Using Affinity-Based Proteomics to Identify Diagnostic and Plasma Biomarkers for Endometriosis

Endometriosis, which is characterized by pain and infertility, is the most frequent reproductive health diagnosis among female veterans along with menstrual disorders. Notoriously difficult to diagnose, the time between symptom onset and endometriosis diagnosis averages seven years, resulting in prolonged pain symptoms leading to decreased activity and poor mental health, greatly impacting women physically, psychologically, and economically over the life-course. Identifying diagnostic and prognostic biomarkers would enable earlier intervention and prevent progression to severe pain and infertility. However, identification of endometriosis biomarkers has been limited by the heterogeneity of the disease, inappropriate control groups, and lack of prospectively collected samples.
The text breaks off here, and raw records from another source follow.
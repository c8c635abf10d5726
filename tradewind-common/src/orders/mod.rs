//! Order domain: enums, lifecycle events, the order entity and its state
//! machine, bracket orders and the order factory.

mod bracket;
mod events;
mod factory;
mod order;
mod types;

pub use bracket::BracketOrder;
pub use events::{
    FillView, OrderAccepted, OrderCancelReject, OrderCancelled, OrderDenied, OrderEventAny,
    OrderExpired, OrderFilled, OrderInvalid, OrderModified, OrderPartiallyFilled, OrderRejected,
    OrderSubmitted, OrderWorking,
};
pub use factory::OrderFactory;
pub use order::Order;
pub use types::{OrderSide, OrderStatus, OrderType, TimeInForce};
//! Market data ticks.

use std::fmt;

use chrono::{DateTime, Utc};
use serde::{Deserialize, Serialize};

use super::{Price, Quantity};
use crate::identifiers::Symbol;

/// A top-of-book snapshot for a symbol at an instant.
#[derive(Debug, Clone, PartialEq, Eq, Serialize, Deserialize)]
pub struct QuoteTick {
    pub symbol: Symbol,
    pub bid: Price,
    pub ask: Price,
    pub bid_size: Quantity,
    pub ask_size: Quantity,
    pub timestamp: DateTime<Utc>,
}

impl QuoteTick {
    pub fn new(
        symbol: Symbol,
        bid: Price,
        ask: Price,
        bid_size: Quantity,
        ask_size: Quantity,
        timestamp: DateTime<Utc>,
    ) -> Self {
        Self {
            symbol,
            bid,
            ask,
            bid_size,
            ask_size,
            timestamp,
        }
    }
}

impl fmt::Display for QuoteTick {
    fn fmt(&self, f: &mut fmt::Formatter<'_>) -> fmt::Result {
        write!(
            f,
            "{},{},{},{}",
            self.symbol,
            self.bid,
            self.ask,
            self.timestamp.to_rfc3339()
        )
    }
}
Furthermore, progression of endometriosis is not well understood. Discovery of non-invasive diagnostic and prognostic biomarkers for endometriosis has the potential to revolutionize current medical practice, leading to earlier diagnosis and interventions as well as better clinical care that could significantly impact improvement in clinical outcomes of endometriosis. We hypothesize that endometriosis development and progression will lead to altered circulating protein profiles related to systemic inflammation and immunity years before emergence of symptoms and the clinical diagnosis of endometriosis that will be detectable through the novel proteomics technology, SOMA scan, enabling early diagnosis of endometriosis. In addition, alteration of inflammation and immune proteins in systemic environments will be greater among women who do not experience pain remediation after surgical treatment.